US 12,456,047 B2
Distilling from ensembles to improve reproducibility of neural networks
Gil Shamir, Sewickley, PA (US); and Lorenzo Coviello, Pittsburgh, PA (US)
Assigned to GOOGLE LLC, Mountain View, CA (US)
Filed by Google LLC, Mountain View, CA (US)
Filed on Sep. 18, 2020, as Appl. No. 17/025,418.
Claims priority of provisional application 62/938,645, filed on Nov. 21, 2019.
Prior Publication US 2021/0158156 A1, May 27, 2021
Int. Cl. G06N 3/08 (2023.01); G06N 3/045 (2023.01)

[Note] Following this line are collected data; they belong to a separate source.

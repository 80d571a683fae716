//! The stabilization and sentence-assembly engine
//!
//! One `Engine` value owns every piece of mutable session state: the vote
//! window, the stability gate, the presence tracker, the sentence buffer
//! and the current recommendation list. The daemon's frame loop and the
//! API handlers share it behind a single lock, so a frame-loop commit and
//! a concurrent edit can never interleave.
//!
//! Recommendations are recomputed at the end of every mutating operation,
//! before control returns; a reader never sees a stale list.

pub mod presence;
pub mod sentence;
pub mod stability;
pub mod vote;

use std::time::Instant;

use crate::classify::Observation;
use crate::config::EngineConfig;
use crate::recommend::Recommender;

use presence::PresenceTracker;
use sentence::SentenceBuffer;
use stability::StabilityGate;
use vote::VoteWindow;

/// Read-only view of the current session state
#[derive(Debug, Clone)]
pub struct EngineSnapshot {
    /// The assembled sentence so far
    pub sentence: String,
    /// Live majority of the vote window (not the last committed letter)
    pub letter: Option<char>,
    /// Completions for the trailing word, in dictionary order
    pub recommendations: Vec<String>,
}

/// Temporal stabilization engine for one transcription session
#[derive(Debug)]
pub struct Engine {
    votes: VoteWindow,
    stability: StabilityGate,
    presence: PresenceTracker,
    sentence: SentenceBuffer,
    recommender: Recommender,
    recommendations: Vec<String>,
    recommend_limit: usize,
}

impl Engine {
    /// Create an engine with the given thresholds and completion dictionary
    #[must_use]
    pub fn new(config: &EngineConfig, recommender: Recommender, now: Instant) -> Self {
        Self {
            votes: VoteWindow::new(config.vote_window),
            stability: StabilityGate::new(config.stable_threshold, config.cooldown_window, now),
            presence: PresenceTracker::new(config.absence_threshold, now),
            sentence: SentenceBuffer::new(),
            recommender,
            recommendations: Vec::new(),
            recommend_limit: config.recommend_limit,
        }
    }

    /// Ingest one frame's classification result
    ///
    /// A present subject refreshes the presence clock; a classified symbol
    /// joins the vote window. The stability gate then sees the current
    /// majority and may commit a letter, which is appended to the sentence
    /// with the vote window cleared. Returns the committed letter, if any.
    pub fn observe_frame(&mut self, observation: Observation, now: Instant) -> Option<char> {
        if !observation.present {
            return None;
        }

        self.presence.mark_present(now);

        if let Some(symbol) = observation.symbol {
            self.votes.push(symbol);
        }

        let committed = self.stability.observe(self.votes.majority(), now)?;
        self.sentence.append_char(committed);
        self.votes.clear();
        self.recompute_recommendations();
        tracing::info!(letter = %committed, sentence = %self.sentence.as_str(), "letter committed");
        Some(committed)
    }

    /// Evaluate absence-based word boundaries
    ///
    /// Called periodically (not only per frame) so a space lands even when
    /// the collaborator stops sending frames entirely. A continuous
    /// absence inserts exactly one space: the insertion counts as a fresh
    /// sighting. Returns whether a space was inserted.
    pub fn tick(&mut self, now: Instant) -> bool {
        if !self.presence.is_absent(now) {
            return false;
        }
        if !self.sentence.append_space_if_needed() {
            return false;
        }

        self.presence.mark_present(now);
        self.stability.drop_candidate(now);
        self.recompute_recommendations();
        tracing::debug!(sentence = %self.sentence.as_str(), "word boundary inferred");
        true
    }

    /// Sentence, live letter and recommendations in one consistent view
    #[must_use]
    pub fn snapshot(&self) -> EngineSnapshot {
        EngineSnapshot {
            sentence: self.sentence.as_str().to_string(),
            letter: self.votes.majority(),
            recommendations: self.recommendations.clone(),
        }
    }

    /// Replace the trailing word with a chosen completion
    ///
    /// An empty word is absorbed as a no-op.
    pub fn apply_suggestion(&mut self, word: &str) {
        if word.is_empty() {
            return;
        }
        self.sentence.replace_trailing_word(word);
        self.recompute_recommendations();
    }

    /// Remove the final character; no-op on an empty sentence
    pub fn delete_last(&mut self) {
        self.sentence.delete_last();
        self.recompute_recommendations();
    }

    /// Append a word boundary on explicit request
    ///
    /// Independent of the presence tracker; idempotent against trailing
    /// spaces.
    pub fn add_space(&mut self) {
        self.sentence.append_space_if_needed();
        self.recompute_recommendations();
    }

    /// Restore every state record to its initial value
    ///
    /// Callers hold the engine lock across this call, so the reset is
    /// indivisible with respect to concurrent reads.
    pub fn reset(&mut self, now: Instant) {
        self.votes.clear();
        self.stability.reset(now);
        self.presence.mark_present(now);
        self.sentence.clear();
        self.recommendations.clear();
    }

    /// Current sentence text
    #[must_use]
    pub fn sentence(&self) -> &str {
        self.sentence.as_str()
    }

    fn recompute_recommendations(&mut self) {
        self.recommendations = self
            .recommender
            .recommend(self.sentence.trailing_word(), self.recommend_limit);
    }
}

#[cfg(test)]
mod tests {
    use std::time::Duration;

    use super::*;

    fn engine(now: Instant) -> Engine {
        Engine::new(&EngineConfig::default(), Recommender::default(), now)
    }

    fn present(symbol: char) -> Observation {
        Observation {
            symbol: Some(symbol),
            present: true,
        }
    }

    #[test]
    fn commit_appends_and_clears_window() {
        let t0 = Instant::now();
        let mut eng = engine(t0);

        eng.observe_frame(present('H'), t0);
        let committed = eng.observe_frame(present('H'), t0 + Duration::from_secs(2));
        assert_eq!(committed, Some('H'));
        assert_eq!(eng.sentence(), "H");
        // Window cleared on commit: no live letter until new votes arrive
        assert_eq!(eng.snapshot().letter, None);
    }

    #[test]
    fn recommendations_follow_commits() {
        let t0 = Instant::now();
        let mut eng = engine(t0);

        eng.observe_frame(present('H'), t0);
        eng.observe_frame(present('H'), t0 + Duration::from_secs(2));
        let recs = eng.snapshot().recommendations;
        assert!(recs.iter().all(|w| w.starts_with('H')));
        assert!(!recs.is_empty());
    }

    #[test]
    fn absent_frames_do_not_refresh_presence() {
        let t0 = Instant::now();
        let mut eng = engine(t0);

        eng.observe_frame(present('A'), t0);
        eng.observe_frame(present('A'), t0 + Duration::from_secs(2));
        assert_eq!(eng.sentence(), "A");

        eng.observe_frame(
            Observation {
                symbol: None,
                present: false,
            },
            t0 + Duration::from_secs(5),
        );
        // Last sighting was at t0+2s; absent for >4s by t0+7s
        assert!(eng.tick(t0 + Duration::from_secs(7)));
        assert_eq!(eng.sentence(), "A ");
    }

    #[test]
    fn continuous_absence_inserts_exactly_one_space() {
        let t0 = Instant::now();
        let mut eng = engine(t0);

        eng.observe_frame(present('A'), t0);
        eng.observe_frame(present('A'), t0 + Duration::from_secs(2));

        assert!(eng.tick(t0 + Duration::from_secs(7)));
        for secs in 8..100 {
            assert!(!eng.tick(t0 + Duration::from_secs(secs)));
        }
        assert_eq!(eng.sentence(), "A ");
    }

    #[test]
    fn no_space_on_empty_sentence() {
        let t0 = Instant::now();
        let mut eng = engine(t0);
        assert!(!eng.tick(t0 + Duration::from_secs(100)));
        assert_eq!(eng.sentence(), "");
    }

    #[test]
    fn reset_restores_initial_state() {
        let t0 = Instant::now();
        let mut eng = engine(t0);

        eng.observe_frame(present('H'), t0);
        eng.observe_frame(present('H'), t0 + Duration::from_secs(2));
        eng.reset(t0 + Duration::from_secs(3));

        let snap = eng.snapshot();
        assert_eq!(snap.sentence, "");
        assert_eq!(snap.letter, None);
        assert!(snap.recommendations.is_empty());
    }

    #[test]
    fn edits_recompute_recommendations() {
        let t0 = Instant::now();
        let mut eng = engine(t0);

        eng.apply_suggestion("HELLO");
        assert_eq!(eng.sentence(), "HELLO");
        // HELLO itself is excluded from its own completions
        assert!(!eng.snapshot().recommendations.contains(&"HELLO".to_string()));

        eng.delete_last();
        assert_eq!(eng.sentence(), "HELL");
        assert!(eng
            .snapshot()
            .recommendations
            .contains(&"HELLO".to_string()));
    }
}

CPC G06N 3/08 (2013.01) [G06N 3/045 (2023.01)] 27 Claims
OG exemplary drawing
 
1. A computing system configured to improve the reproducibility of neural networks, the computing system comprising:
one or more processors; and
one or more non-transitory computer-readable media that collectively store:
an ensemble that comprises a plurality of neural networks;
a single neural network, wherein the single neural network exhibits a greater accuracy than the ensemble when trained on a shared training dataset for both the single neural network and the ensemble, wherein the single neural network comprises at least a first head and a second head that respectively generate a first head output and a second head output; and
instructions that, when executed by the one or more processors, cause the computing system to perform operations, the operations comprising:
accessing, by the computing system, one or more training examples;
processing, by the computing system, each of the one or more training examples with the ensemble to obtain an ensemble output from the ensemble;
processing, by the computing system, each of the one or more training examples with the single neural network to obtain a network output from the single neural network; and
training, by the computing system, the single neural network using a loss function that, at least in part, penalizes a difference between the network output and the ensemble output;
wherein the loss function used to train the single neural network comprises a distillation loss term and a supervised loss term,
wherein the distillation loss term penalizes a difference between the first head output and the ensemble output, and
wherein the supervised loss term penalizes a difference between the second head output and one or more ground truth labels associated with the one or more training examples.